───── Records to process

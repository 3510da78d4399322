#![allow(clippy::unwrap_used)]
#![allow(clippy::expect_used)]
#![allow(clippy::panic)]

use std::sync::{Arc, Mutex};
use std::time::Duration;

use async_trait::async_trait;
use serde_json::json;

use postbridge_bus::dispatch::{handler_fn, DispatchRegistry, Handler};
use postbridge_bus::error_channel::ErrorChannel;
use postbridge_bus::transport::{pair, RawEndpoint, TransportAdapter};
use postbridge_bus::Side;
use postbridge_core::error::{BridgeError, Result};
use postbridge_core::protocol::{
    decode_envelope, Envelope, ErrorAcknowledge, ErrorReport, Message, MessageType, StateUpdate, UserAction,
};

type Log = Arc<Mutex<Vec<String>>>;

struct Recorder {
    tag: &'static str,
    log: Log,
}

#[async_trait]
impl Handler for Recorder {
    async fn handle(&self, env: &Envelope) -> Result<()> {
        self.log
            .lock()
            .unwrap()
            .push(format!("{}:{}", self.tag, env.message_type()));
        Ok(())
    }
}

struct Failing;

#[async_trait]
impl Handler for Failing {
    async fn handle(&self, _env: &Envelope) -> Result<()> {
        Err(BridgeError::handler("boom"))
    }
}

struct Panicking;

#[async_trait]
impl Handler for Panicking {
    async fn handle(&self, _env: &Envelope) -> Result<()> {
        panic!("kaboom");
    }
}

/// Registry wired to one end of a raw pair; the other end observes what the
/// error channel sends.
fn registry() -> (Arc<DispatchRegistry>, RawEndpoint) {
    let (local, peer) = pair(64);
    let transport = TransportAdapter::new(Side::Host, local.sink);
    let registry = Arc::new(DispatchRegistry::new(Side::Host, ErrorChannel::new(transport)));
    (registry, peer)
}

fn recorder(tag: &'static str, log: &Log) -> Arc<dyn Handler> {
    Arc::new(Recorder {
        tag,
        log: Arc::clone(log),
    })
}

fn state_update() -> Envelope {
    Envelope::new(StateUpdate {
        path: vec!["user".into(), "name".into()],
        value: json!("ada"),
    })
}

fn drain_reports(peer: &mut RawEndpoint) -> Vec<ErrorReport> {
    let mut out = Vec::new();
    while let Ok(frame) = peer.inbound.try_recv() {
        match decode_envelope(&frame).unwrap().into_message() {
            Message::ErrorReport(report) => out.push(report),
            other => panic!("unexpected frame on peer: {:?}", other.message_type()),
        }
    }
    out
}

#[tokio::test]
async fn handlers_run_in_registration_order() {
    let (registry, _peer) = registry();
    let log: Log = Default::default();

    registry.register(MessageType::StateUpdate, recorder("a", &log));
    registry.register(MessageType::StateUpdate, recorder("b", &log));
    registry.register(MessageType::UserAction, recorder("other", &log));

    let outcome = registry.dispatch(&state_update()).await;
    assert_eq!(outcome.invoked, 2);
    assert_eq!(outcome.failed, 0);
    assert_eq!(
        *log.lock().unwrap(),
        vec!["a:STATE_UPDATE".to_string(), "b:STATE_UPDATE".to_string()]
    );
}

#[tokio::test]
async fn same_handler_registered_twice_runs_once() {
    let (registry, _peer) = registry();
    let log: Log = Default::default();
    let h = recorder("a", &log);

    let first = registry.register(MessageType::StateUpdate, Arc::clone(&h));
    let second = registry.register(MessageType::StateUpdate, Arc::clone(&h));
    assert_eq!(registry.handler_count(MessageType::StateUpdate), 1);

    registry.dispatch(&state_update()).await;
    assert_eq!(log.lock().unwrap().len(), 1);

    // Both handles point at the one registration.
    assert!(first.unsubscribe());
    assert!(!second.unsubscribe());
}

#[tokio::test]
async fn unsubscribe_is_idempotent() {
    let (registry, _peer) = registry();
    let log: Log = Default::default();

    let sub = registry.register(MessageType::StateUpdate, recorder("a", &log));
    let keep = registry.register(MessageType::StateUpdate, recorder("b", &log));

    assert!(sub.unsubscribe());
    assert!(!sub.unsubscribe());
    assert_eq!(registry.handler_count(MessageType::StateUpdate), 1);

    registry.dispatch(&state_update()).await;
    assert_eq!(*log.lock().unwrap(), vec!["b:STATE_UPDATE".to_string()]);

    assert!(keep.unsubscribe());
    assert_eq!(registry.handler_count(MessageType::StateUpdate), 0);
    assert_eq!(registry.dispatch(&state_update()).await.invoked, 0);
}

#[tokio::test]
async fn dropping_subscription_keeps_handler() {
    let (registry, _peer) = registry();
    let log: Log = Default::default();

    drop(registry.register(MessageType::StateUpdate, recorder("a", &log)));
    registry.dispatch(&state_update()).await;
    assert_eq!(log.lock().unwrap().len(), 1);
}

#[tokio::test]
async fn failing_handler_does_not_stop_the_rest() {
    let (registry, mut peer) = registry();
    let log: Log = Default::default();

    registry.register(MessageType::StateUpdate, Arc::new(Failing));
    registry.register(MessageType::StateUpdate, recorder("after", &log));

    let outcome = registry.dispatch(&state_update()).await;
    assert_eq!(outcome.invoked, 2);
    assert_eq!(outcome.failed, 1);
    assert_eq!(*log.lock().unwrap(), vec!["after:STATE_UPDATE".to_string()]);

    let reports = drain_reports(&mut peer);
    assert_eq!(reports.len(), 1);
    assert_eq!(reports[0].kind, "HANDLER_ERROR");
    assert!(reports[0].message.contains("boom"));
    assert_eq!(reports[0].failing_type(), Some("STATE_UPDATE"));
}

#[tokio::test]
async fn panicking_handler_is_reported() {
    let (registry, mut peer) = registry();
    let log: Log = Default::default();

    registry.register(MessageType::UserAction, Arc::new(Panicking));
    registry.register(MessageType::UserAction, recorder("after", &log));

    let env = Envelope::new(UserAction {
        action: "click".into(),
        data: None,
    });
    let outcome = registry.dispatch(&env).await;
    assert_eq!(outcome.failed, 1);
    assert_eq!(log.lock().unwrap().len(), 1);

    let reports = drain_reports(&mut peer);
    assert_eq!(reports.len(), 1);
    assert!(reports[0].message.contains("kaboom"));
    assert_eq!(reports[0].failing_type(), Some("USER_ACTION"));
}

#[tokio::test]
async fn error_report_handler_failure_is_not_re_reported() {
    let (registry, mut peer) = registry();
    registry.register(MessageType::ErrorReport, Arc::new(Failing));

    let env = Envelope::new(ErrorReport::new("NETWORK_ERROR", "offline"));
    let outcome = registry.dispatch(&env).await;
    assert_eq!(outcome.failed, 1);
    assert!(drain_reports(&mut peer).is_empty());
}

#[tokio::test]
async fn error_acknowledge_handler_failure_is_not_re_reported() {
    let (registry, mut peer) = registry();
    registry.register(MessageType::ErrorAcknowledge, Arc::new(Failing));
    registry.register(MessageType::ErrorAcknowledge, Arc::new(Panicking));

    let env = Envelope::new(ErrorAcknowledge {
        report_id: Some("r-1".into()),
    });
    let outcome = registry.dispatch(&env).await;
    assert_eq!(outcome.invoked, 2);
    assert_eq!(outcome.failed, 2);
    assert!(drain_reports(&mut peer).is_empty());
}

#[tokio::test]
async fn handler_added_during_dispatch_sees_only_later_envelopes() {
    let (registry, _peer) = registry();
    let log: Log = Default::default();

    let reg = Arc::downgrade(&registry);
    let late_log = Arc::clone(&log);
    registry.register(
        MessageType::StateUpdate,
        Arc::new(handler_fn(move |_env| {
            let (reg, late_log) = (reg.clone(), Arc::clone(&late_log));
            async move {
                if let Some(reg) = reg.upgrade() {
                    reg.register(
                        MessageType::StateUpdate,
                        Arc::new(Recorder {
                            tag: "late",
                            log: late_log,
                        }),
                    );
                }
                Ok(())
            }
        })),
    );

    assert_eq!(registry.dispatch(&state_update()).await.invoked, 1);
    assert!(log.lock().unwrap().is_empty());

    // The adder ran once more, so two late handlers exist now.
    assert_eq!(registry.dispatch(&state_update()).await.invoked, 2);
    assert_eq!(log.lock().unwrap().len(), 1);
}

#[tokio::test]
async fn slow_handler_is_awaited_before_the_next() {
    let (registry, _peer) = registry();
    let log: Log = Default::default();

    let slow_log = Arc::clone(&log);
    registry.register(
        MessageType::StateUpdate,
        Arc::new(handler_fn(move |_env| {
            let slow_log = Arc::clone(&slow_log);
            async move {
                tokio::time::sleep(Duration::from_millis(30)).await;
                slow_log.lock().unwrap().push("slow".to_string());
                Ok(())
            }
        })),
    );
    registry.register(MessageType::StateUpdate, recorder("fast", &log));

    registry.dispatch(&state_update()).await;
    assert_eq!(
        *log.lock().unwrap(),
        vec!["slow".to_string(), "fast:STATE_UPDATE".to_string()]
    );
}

──────────
───── Records to process

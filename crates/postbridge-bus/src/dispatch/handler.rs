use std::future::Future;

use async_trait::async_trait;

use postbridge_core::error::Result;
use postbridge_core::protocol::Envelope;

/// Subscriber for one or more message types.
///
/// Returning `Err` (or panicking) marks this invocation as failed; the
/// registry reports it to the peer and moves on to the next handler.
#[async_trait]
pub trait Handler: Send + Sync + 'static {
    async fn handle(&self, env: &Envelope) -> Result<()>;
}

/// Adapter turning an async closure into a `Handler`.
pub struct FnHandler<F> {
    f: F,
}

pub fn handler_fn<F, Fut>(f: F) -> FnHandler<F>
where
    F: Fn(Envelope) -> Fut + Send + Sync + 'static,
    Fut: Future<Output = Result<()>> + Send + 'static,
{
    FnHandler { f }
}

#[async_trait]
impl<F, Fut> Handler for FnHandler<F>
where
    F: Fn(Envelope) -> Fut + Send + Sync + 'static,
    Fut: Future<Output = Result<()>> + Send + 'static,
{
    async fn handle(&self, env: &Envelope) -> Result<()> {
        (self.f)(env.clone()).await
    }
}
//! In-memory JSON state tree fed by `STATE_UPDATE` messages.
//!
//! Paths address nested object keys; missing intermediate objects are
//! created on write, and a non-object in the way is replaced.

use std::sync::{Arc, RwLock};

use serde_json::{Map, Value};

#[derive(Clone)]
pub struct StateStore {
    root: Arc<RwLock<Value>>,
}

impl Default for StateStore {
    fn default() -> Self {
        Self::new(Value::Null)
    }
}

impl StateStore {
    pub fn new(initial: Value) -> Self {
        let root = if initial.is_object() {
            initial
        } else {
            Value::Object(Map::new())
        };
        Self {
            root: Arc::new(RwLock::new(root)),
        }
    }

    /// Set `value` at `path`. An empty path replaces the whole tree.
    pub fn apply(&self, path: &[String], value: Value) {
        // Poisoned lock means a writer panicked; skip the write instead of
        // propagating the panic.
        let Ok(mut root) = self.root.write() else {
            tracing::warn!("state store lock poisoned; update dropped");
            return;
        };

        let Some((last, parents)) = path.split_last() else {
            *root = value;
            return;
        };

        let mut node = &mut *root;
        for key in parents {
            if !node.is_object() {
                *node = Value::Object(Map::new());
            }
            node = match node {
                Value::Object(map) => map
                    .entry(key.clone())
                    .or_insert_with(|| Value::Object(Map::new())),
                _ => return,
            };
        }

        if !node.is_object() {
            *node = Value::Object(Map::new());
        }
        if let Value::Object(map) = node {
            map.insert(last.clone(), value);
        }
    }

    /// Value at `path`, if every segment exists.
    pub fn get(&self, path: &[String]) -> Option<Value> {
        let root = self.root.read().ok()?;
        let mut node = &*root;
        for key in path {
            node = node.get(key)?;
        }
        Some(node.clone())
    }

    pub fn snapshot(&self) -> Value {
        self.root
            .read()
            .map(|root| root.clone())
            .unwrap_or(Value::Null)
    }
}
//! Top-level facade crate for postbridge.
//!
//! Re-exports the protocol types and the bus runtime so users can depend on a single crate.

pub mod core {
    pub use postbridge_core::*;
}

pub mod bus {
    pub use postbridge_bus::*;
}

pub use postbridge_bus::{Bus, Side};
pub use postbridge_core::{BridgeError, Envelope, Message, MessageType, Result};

──────────

* _Task directions_: Report back every line of the entries in which "pair" occurs.

* _Answer below_:
use postbridge_bus::transport::{pair, RawEndpoint, TransportAdapter};
/// Registry wired to one end of a raw pair; the other end observes what the
    let (local, peer) = pair(64);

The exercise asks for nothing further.